Brief:
Beginning with the line that contains "the game's actions", return every line down to the last one in the material below, exactly and with no others.

_ _ _ _ _ _ _

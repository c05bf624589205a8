//! Game logic integration
//!
//! The engine treats each game as an opaque state plus a transition function.
//! [`GameLogic`] is the object-safe capability set a [`Duel`](crate::Duel)
//! holds; [`Game`] is the typed trait a game implements, and every `Game`
//! is a `GameLogic` through the blanket implementation below.

use std::any::Any;

use crate::duel::DuelProgress;
use crate::error::{ArenaError, Result};
use crate::message::ActionData;
use crate::types::PlayerId;

/// What a successful apply contributes to the action log
#[derive(Debug, Clone, PartialEq)]
pub struct ActionRecord {
    /// Game-specific kind, e.g. `PLAY_CARD`
    pub kind: String,
    /// Action-specific details
    pub data: serde_json::Map<String, serde_json::Value>,
}

impl ActionRecord {
    pub fn new(kind: impl Into<String>) -> Self {
        Self {
            kind: kind.into(),
            data: serde_json::Map::new(),
        }
    }

    /// Add one detail to the record
    pub fn with(mut self, key: &str, value: impl Into<serde_json::Value>) -> Self {
        self.data.insert(key.to_string(), value.into());
        self
    }
}

/// Capability set the engine relies on for any game
pub trait GameLogic: Send + Sync + 'static {
    /// Name used to route requests to the matching processor
    fn game_name(&self) -> &'static str;

    /// Read-only serializable view of the game state
    fn get_snapshot(&self) -> serde_json::Value;

    /// Validate and apply an opaque action on behalf of `player`
    ///
    /// Must fail with `NotYourTurn` or `InvalidAction` without touching any
    /// state when the action is not allowed.
    fn apply_action(
        &mut self,
        progress: &mut DuelProgress,
        action: &dyn Any,
        player: &PlayerId,
    ) -> Result<ActionRecord>;

    fn clone_box(&self) -> Box<dyn GameLogic>;

    fn as_any(&self) -> &dyn Any;

    fn as_any_mut(&mut self) -> &mut dyn Any;
}

/// Trait for game integration
///
/// A game owns its rules and state; the engine drives it through a per-game
/// [`GameProcessor`](crate::GameProcessor).
pub trait Game: Clone + Send + Sync + 'static {
    /// Unique game name, e.g. `CARD_GAME_BURN`
    const NAME: &'static str;

    /// Parsed action variants
    type Action: std::fmt::Debug + Send + Sync + 'static;

    /// Game-specific setup parameters
    type Config: Clone + Default + Send + Sync + 'static;

    /// Run deterministic setup for a duel still in `Initializing` state
    ///
    /// Implementations must leave `progress` `Active` (see [`DuelProgress::start`]).
    fn setup(config: &Self::Config, progress: &mut DuelProgress) -> Result<Self>;

    /// Interpret a loosely-typed payload as one of the game's actions
    fn parse_action(data: &ActionData) -> Result<Self::Action>;

    /// Apply a parsed action
    fn apply(
        &mut self,
        progress: &mut DuelProgress,
        action: &Self::Action,
        player: &PlayerId,
    ) -> Result<ActionRecord>;

    /// Serializable game state
    fn snapshot(&self) -> serde_json::Value;
}

impl<G: Game> GameLogic for G {
    fn game_name(&self) -> &'static str {
        G::NAME
    }

    fn get_snapshot(&self) -> serde_json::Value {
        self.snapshot()
    }

    fn apply_action(
        &mut self,
        progress: &mut DuelProgress,
        action: &dyn Any,
        player: &PlayerId,
    ) -> Result<ActionRecord> {
        let action = action.downcast_ref::<G::Action>().ok_or_else(|| {
            ArenaError::MalformedAction(format!("not a {} action", G::NAME))
        })?;
        self.apply(progress, action, player)
    }

    fn clone_box(&self) -> Box<dyn GameLogic> {
        Box::new(self.clone())
    }

    fn as_any(&self) -> &dyn Any {
        self
    }

    fn as_any_mut(&mut self) -> &mut dyn Any {
        self
    }
}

_ _ _ _ _ _ _

Output of the task:
    /// Interpret a loosely-typed payload as one of the game's actions
    fn parse_action(data: &ActionData) -> Result<Self::Action>;

    /// Apply a parsed action
    fn apply(
        &mut self,
        progress: &mut DuelProgress,
        action: &Self::Action,
        player: &PlayerId,
    ) -> Result<ActionRecord>;

    /// Serializable game state
    fn snapshot(&self) -> serde_json::Value;
}

impl<G: Game> GameLogic for G {
    fn game_name(&self) -> &'static str {
        G::NAME
    }

    fn get_snapshot(&self) -> serde_json::Value {
        self.snapshot()
    }

    fn apply_action(
        &mut self,
        progress: &mut DuelProgress,
        action: &dyn Any,
        player: &PlayerId,
    ) -> Result<ActionRecord> {
        let action = action.downcast_ref::<G::Action>().ok_or_else(|| {
            ArenaError::MalformedAction(format!("not a {} action", G::NAME))
        })?;
        self.apply(progress, action, player)
    }

    fn clone_box(&self) -> Box<dyn GameLogic> {
        Box::new(self.clone())
    }

    fn as_any(&self) -> &dyn Any {
        self
    }

    fn as_any_mut(&mut self) -> &mut dyn Any {
        self
    }
}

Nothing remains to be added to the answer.